▶ [Data supplied]:
- - - -

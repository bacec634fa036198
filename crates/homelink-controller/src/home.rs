use std::path::Path;

use homelink::device::DeviceKind;
use homelink::discovery::Beacon;

use serde::{Deserialize, Serialize};

use tracing::{debug, info};

use crate::error::{Error, ErrorKind, Result};

fn home_error(description: String) -> Error {
    Error::new(ErrorKind::Home, description)
}

/// A device assigned to a room.
#[derive(Debug, Clone, PartialEq, Eq, Serialize, Deserialize)]
pub struct DeviceStatus {
    /// Device identifier.
    pub id: String,
    /// Device kind, unknown until the device is found by a scan.
    ///
    /// An unknown kind is stored as `"Unknown"`.
    #[serde(rename = "type", default, with = "kind_or_unknown")]
    pub kind: Option<DeviceKind>,
    /// Whether the device has been found by the last scan.
    pub available: bool,
}

mod kind_or_unknown {
    use core::str::FromStr;

    use homelink::device::DeviceKind;

    use serde::{Deserialize, Deserializer, Serialize, Serializer, de::Error};

    const UNKNOWN: &str = "Unknown";

    pub(super) fn serialize<S: Serializer>(
        kind: &Option<DeviceKind>,
        serializer: S,
    ) -> Result<S::Ok, S::Error> {
        match kind {
            Some(kind) => kind.serialize(serializer),
            None => serializer.serialize_str(UNKNOWN),
        }
    }

    pub(super) fn deserialize<'de, D: Deserializer<'de>>(
        deserializer: D,
    ) -> Result<Option<DeviceKind>, D::Error> {
        match Option::<String>::deserialize(deserializer)? {
            None => Ok(None),
            Some(kind) if kind == UNKNOWN => Ok(None),
            Some(kind) => DeviceKind::from_str(&kind).map(Some).map_err(D::Error::custom),
        }
    }
}

/// A room.
#[derive(Debug, Clone, Default, PartialEq, Eq, Serialize, Deserialize)]
pub struct Room {
    /// Room name.
    pub name: String,
    /// Devices assigned to the room.
    #[serde(default)]
    pub devices: Vec<DeviceStatus>,
}

/// A home.
#[derive(Debug, Clone, Default, PartialEq, Eq, Serialize, Deserialize)]
pub struct Home {
    /// Home name.
    pub name: String,
    /// Home rooms.
    #[serde(default)]
    pub rooms: Vec<Room>,
}

/// The homes managed by a controller, persisted as a `JSON` file.
///
/// Homes and rooms are addressed by their position.
#[derive(Debug, Clone, Default, PartialEq, Eq, Serialize, Deserialize)]
pub struct Homes {
    #[serde(default)]
    homes: Vec<Home>,
}

impl Homes {
    /// Creates an empty set of [`Homes`].
    #[must_use]
    #[inline]
    pub const fn new() -> Self {
        Self { homes: Vec::new() }
    }

    /// Loads [`Homes`] from a file.
    ///
    /// A missing file is an empty set of homes.
    ///
    /// # Errors
    ///
    /// An error is returned when the file cannot be read or its content is
    /// not valid.
    pub fn load(path: impl AsRef<Path>) -> Result<Self> {
        let path = path.as_ref();

        if !path.exists() {
            debug!("No homes file at {}", path.display());
            return Ok(Self::new());
        }

        let content = std::fs::read_to_string(path)
            .map_err(|e| home_error(format!("Failed to read {}: {e}", path.display())))?;

        let homes: Self = serde_json::from_str(&content)
            .map_err(|e| home_error(format!("Invalid homes file {}: {e}", path.display())))?;

        info!("Loaded {} homes from {}", homes.homes.len(), path.display());

        Ok(homes)
    }

    /// Saves [`Homes`] to a file.
    ///
    /// # Errors
    ///
    /// An error is returned when the file cannot be written.
    pub fn save(&self, path: impl AsRef<Path>) -> Result<()> {
        let path = path.as_ref();

        let content = serde_json::to_string_pretty(self)
            .map_err(|e| home_error(format!("Failed to serialize homes: {e}")))?;

        std::fs::write(path, content)
            .map_err(|e| home_error(format!("Failed to write {}: {e}", path.display())))?;

        debug!("Saved {} homes to {}", self.homes.len(), path.display());

        Ok(())
    }

    /// Returns all homes.
    #[must_use]
    #[inline]
    pub fn homes(&self) -> &[Home] {
        &self.homes
    }

    /// Returns the home at the given position.
    #[must_use]
    #[inline]
    pub fn home(&self, index: usize) -> Option<&Home> {
        self.homes.get(index)
    }

    /// Adds a home and returns its position.
    pub fn add_home(&mut self, name: impl Into<String>) -> usize {
        self.homes.push(Home {
            name: name.into(),
            rooms: Vec::new(),
        });
        self.homes.len() - 1
    }

    /// Renames a home.
    ///
    /// # Errors
    ///
    /// An error is returned if the home does not exist.
    pub fn rename_home(&mut self, index: usize, name: impl Into<String>) -> Result<()> {
        self.home_mut(index)?.name = name.into();
        Ok(())
    }

    /// Removes a home and returns it.
    ///
    /// # Errors
    ///
    /// An error is returned if the home does not exist.
    pub fn remove_home(&mut self, index: usize) -> Result<Home> {
        let _ = self.home_mut(index)?;
        Ok(self.homes.remove(index))
    }

    /// Adds a room to a home and returns its position.
    ///
    /// # Errors
    ///
    /// An error is returned if the home does not exist.
    pub fn add_room(&mut self, home: usize, name: impl Into<String>) -> Result<usize> {
        let rooms = &mut self.home_mut(home)?.rooms;
        rooms.push(Room {
            name: name.into(),
            devices: Vec::new(),
        });
        Ok(rooms.len() - 1)
    }

    /// Renames a room.
    ///
    /// # Errors
    ///
    /// An error is returned if the home or the room does not exist.
    pub fn rename_room(
        &mut self,
        home: usize,
        room: usize,
        name: impl Into<String>,
    ) -> Result<()> {
        self.room_mut(home, room)?.name = name.into();
        Ok(())
    }

    /// Removes a room from a home and returns it.
    ///
    /// # Errors
    ///
    /// An error is returned if the home or the room does not exist.
    pub fn remove_room(&mut self, home: usize, room: usize) -> Result<Room> {
        let _ = self.room_mut(home, room)?;
        Ok(self.home_mut(home)?.rooms.remove(room))
    }

    /// Assigns a device to a room.
    ///
    /// The device is unavailable until found by a scan. Returns `false`
    /// if the device was already assigned to the room.
    ///
    /// # Errors
    ///
    /// An error is returned if the home or the room does not exist.
    pub fn add_device(
        &mut self,
        home: usize,
        room: usize,
        id: &str,
        kind: Option<DeviceKind>,
    ) -> Result<bool> {
        let devices = &mut self.room_mut(home, room)?.devices;

        if devices.iter().any(|device| device.id == id) {
            return Ok(false);
        }

        devices.push(DeviceStatus {
            id: id.into(),
            kind,
            available: false,
        });

        Ok(true)
    }

    /// Removes a device from a room.
    ///
    /// Returns `false` if the device was not assigned to the room.
    ///
    /// # Errors
    ///
    /// An error is returned if the home or the room does not exist.
    pub fn remove_device(&mut self, home: usize, room: usize, id: &str) -> Result<bool> {
        let devices = &mut self.room_mut(home, room)?.devices;
        let before = devices.len();
        devices.retain(|device| device.id != id);
        Ok(devices.len() != before)
    }

    /// Updates the availability of all assigned devices from the result of
    /// a scan.
    ///
    /// A device is available when a beacon with the same identifier has
    /// been received. The device takes the kind of the first such beacon.
    pub fn mark_availability(&mut self, scanned: &[Beacon]) {
        let devices = self
            .homes
            .iter_mut()
            .flat_map(|home| home.rooms.iter_mut())
            .flat_map(|room| room.devices.iter_mut());

        for device in devices {
            let found = scanned.iter().find(|beacon| beacon.id == device.id);

            device.available = found.is_some();
            if let Some(beacon) = found {
                device.kind = Some(beacon.kind);
            }
        }
    }

    fn home_mut(&mut self, index: usize) -> Result<&mut Home> {
        self.homes
            .get_mut(index)
            .ok_or_else(|| home_error(format!("No home at position {index}.")))
    }

    fn room_mut(&mut self, home: usize, room: usize) -> Result<&mut Room> {
        self.home_mut(home)?
            .rooms
            .get_mut(room)
            .ok_or_else(|| home_error(format!("No room at position {room} in home {home}.")))
    }
}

- - - -

▶ [Directions for this task]:
Go through the data above and copy all of it exactly.

▶ [Response for this exercise]:
repository bacec634fa036198
filename crates/homelink-controller/src/home.rs
use std::path::Path;

use homelink::device::DeviceKind;
use homelink::discovery::Beacon;

use serde::{Deserialize, Serialize};

use tracing::{debug, info};

use crate::error::{Error, ErrorKind, Result};

fn home_error(description: String) -> Error {
    Error::new(ErrorKind::Home, description)
}

/// A device assigned to a room.
#[derive(Debug, Clone, PartialEq, Eq, Serialize, Deserialize)]
pub struct DeviceStatus {
    /// Device identifier.
    pub id: String,
    /// Device kind, unknown until the device is found by a scan.
    ///
    /// An unknown kind is stored as `"Unknown"`.
    #[serde(rename = "type", default, with = "kind_or_unknown")]
    pub kind: Option<DeviceKind>,
    /// Whether the device has been found by the last scan.
    pub available: bool,
}

mod kind_or_unknown {
    use core::str::FromStr;

    use homelink::device::DeviceKind;

    use serde::{Deserialize, Deserializer, Serialize, Serializer, de::Error};

    const UNKNOWN: &str = "Unknown";

    pub(super) fn serialize<S: Serializer>(
        kind: &Option<DeviceKind>,
        serializer: S,
    ) -> Result<S::Ok, S::Error> {
        match kind {
            Some(kind) => kind.serialize(serializer),
            None => serializer.serialize_str(UNKNOWN),
        }
    }

    pub(super) fn deserialize<'de, D: Deserializer<'de>>(
        deserializer: D,
    ) -> Result<Option<DeviceKind>, D::Error> {
        match Option::<String>::deserialize(deserializer)? {
            None => Ok(None),
            Some(kind) if kind == UNKNOWN => Ok(None),
            Some(kind) => DeviceKind::from_str(&kind).map(Some).map_err(D::Error::custom),
        }
    }
}

/// A room.
#[derive(Debug, Clone, Default, PartialEq, Eq, Serialize, Deserialize)]
pub struct Room {
    /// Room name.
    pub name: String,
    /// Devices assigned to the room.
    #[serde(default)]
    pub devices: Vec<DeviceStatus>,
}

/// A home.
#[derive(Debug, Clone, Default, PartialEq, Eq, Serialize, Deserialize)]
pub struct Home {
    /// Home name.
    pub name: String,
    /// Home rooms.
    #[serde(default)]
    pub rooms: Vec<Room>,
}

/// The homes managed by a controller, persisted as a `JSON` file.
///
/// Homes and rooms are addressed by their position.
#[derive(Debug, Clone, Default, PartialEq, Eq, Serialize, Deserialize)]
pub struct Homes {
    #[serde(default)]
    homes: Vec<Home>,
}

impl Homes {
    /// Creates an empty set of [`Homes`].
    #[must_use]
    #[inline]
    pub const fn new() -> Self {
        Self { homes: Vec::new() }
    }

    /// Loads [`Homes`] from a file.
    ///
    /// A missing file is an empty set of homes.
    ///
    /// # Errors
    ///
    /// An error is returned when the file cannot be read or its content is
    /// not valid.
    pub fn load(path: impl AsRef<Path>) -> Result<Self> {
        let path = path.as_ref();

        if !path.exists() {
            debug!("No homes file at {}", path.display());
            return Ok(Self::new());
        }

        let content = std::fs::read_to_string(path)
            .map_err(|e| home_error(format!("Failed to read {}: {e}", path.display())))?;

        let homes: Self = serde_json::from_str(&content)
            .map_err(|e| home_error(format!("Invalid homes file {}: {e}", path.display())))?;

        info!("Loaded {} homes from {}", homes.homes.len(), path.display());

        Ok(homes)
    }

    /// Saves [`Homes`] to a file.
    ///
    /// # Errors
    ///
    /// An error is returned when the file cannot be written.
    pub fn save(&self, path: impl AsRef<Path>) -> Result<()> {
        let path = path.as_ref();

        let content = serde_json::to_string_pretty(self)
            .map_err(|e| home_error(format!("Failed to serialize homes: {e}")))?;

        std::fs::write(path, content)
            .map_err(|e| home_error(format!("Failed to write {}: {e}", path.display())))?;

        debug!("Saved {} homes to {}", self.homes.len(), path.display());

        Ok(())
    }

    /// Returns all homes.
    #[must_use]
    #[inline]
    pub fn homes(&self) -> &[Home] {
        &self.homes
    }

    /// Returns the home at the given position.
    #[must_use]
    #[inline]
    pub fn home(&self, index: usize) -> Option<&Home> {
        self.homes.get(index)
    }

    /// Adds a home and returns its position.
    pub fn add_home(&mut self, name: impl Into<String>) -> usize {
        self.homes.push(Home {
            name: name.into(),
            rooms: Vec::new(),
        });
        self.homes.len() - 1
    }

    /// Renames a home.
    ///
    /// # Errors
    ///
    /// An error is returned if the home does not exist.
    pub fn rename_home(&mut self, index: usize, name: impl Into<String>) -> Result<()> {
        self.home_mut(index)?.name = name.into();
        Ok(())
    }

    /// Removes a home and returns it.
    ///
    /// # Errors
    ///
    /// An error is returned if the home does not exist.
    pub fn remove_home(&mut self, index: usize) -> Result<Home> {
        let _ = self.home_mut(index)?;
        Ok(self.homes.remove(index))
    }

    /// Adds a room to a home and returns its position.
    ///
    /// # Errors
    ///
    /// An error is returned if the home does not exist.
    pub fn add_room(&mut self, home: usize, name: impl Into<String>) -> Result<usize> {
        let rooms = &mut self.home_mut(home)?.rooms;
        rooms.push(Room {
            name: name.into(),
            devices: Vec::new(),
        });
        Ok(rooms.len() - 1)
    }

    /// Renames a room.
    ///
    /// # Errors
    ///
    /// An error is returned if the home or the room does not exist.
    pub fn rename_room(
        &mut self,
        home: usize,
        room: usize,
        name: impl Into<String>,
    ) -> Result<()> {
        self.room_mut(home, room)?.name = name.into();
        Ok(())
    }

    /// Removes a room from a home and returns it.
    ///
    /// # Errors
    ///
    /// An error is returned if the home or the room does not exist.
    pub fn remove_room(&mut self, home: usize, room: usize) -> Result<Room> {
        let _ = self.room_mut(home, room)?;
        Ok(self.home_mut(home)?.rooms.remove(room))
    }

    /// Assigns a device to a room.
    ///
    /// The device is unavailable until found by a scan. Returns `false`
    /// if the device was already assigned to the room.
    ///
    /// # Errors
    ///
    /// An error is returned if the home or the room does not exist.
    pub fn add_device(
        &mut self,
        home: usize,
        room: usize,
        id: &str,
        kind: Option<DeviceKind>,
    ) -> Result<bool> {
        let devices = &mut self.room_mut(home, room)?.devices;

        if devices.iter().any(|device| device.id == id) {
            return Ok(false);
        }

        devices.push(DeviceStatus {
            id: id.into(),
            kind,
            available: false,
        });

        Ok(true)
    }

    /// Removes a device from a room.
    ///
    /// Returns `false` if the device was not assigned to the room.
    ///
    /// # Errors
    ///
    /// An error is returned if the home or the room does not exist.
    pub fn remove_device(&mut self, home: usize, room: usize, id: &str) -> Result<bool> {
        let devices = &mut self.room_mut(home, room)?.devices;
        let before = devices.len();
        devices.retain(|device| device.id != id);
        Ok(devices.len() != before)
    }

    /// Updates the availability of all assigned devices from the result of
    /// a scan.
    ///
    /// A device is available when a beacon with the same identifier has
    /// been received. The device takes the kind of the first such beacon.
    pub fn mark_availability(&mut self, scanned: &[Beacon]) {
        let devices = self
            .homes
            .iter_mut()
            .flat_map(|home| home.rooms.iter_mut())
            .flat_map(|room| room.devices.iter_mut());

        for device in devices {
            let found = scanned.iter().find(|beacon| beacon.id == device.id);

            device.available = found.is_some();
            if let Some(beacon) = found {
                device.kind = Some(beacon.kind);
            }
        }
    }

    fn home_mut(&mut self, index: usize) -> Result<&mut Home> {
        self.homes
            .get_mut(index)
            .ok_or_else(|| home_error(format!("No home at position {index}.")))
    }

    fn room_mut(&mut self, home: usize, room: usize) -> Result<&mut Room> {
        self.home_mut(home)?
            .rooms
            .get_mut(room)
            .ok_or_else(|| home_error(format!("No room at position {room} in home {home}.")))
    }
}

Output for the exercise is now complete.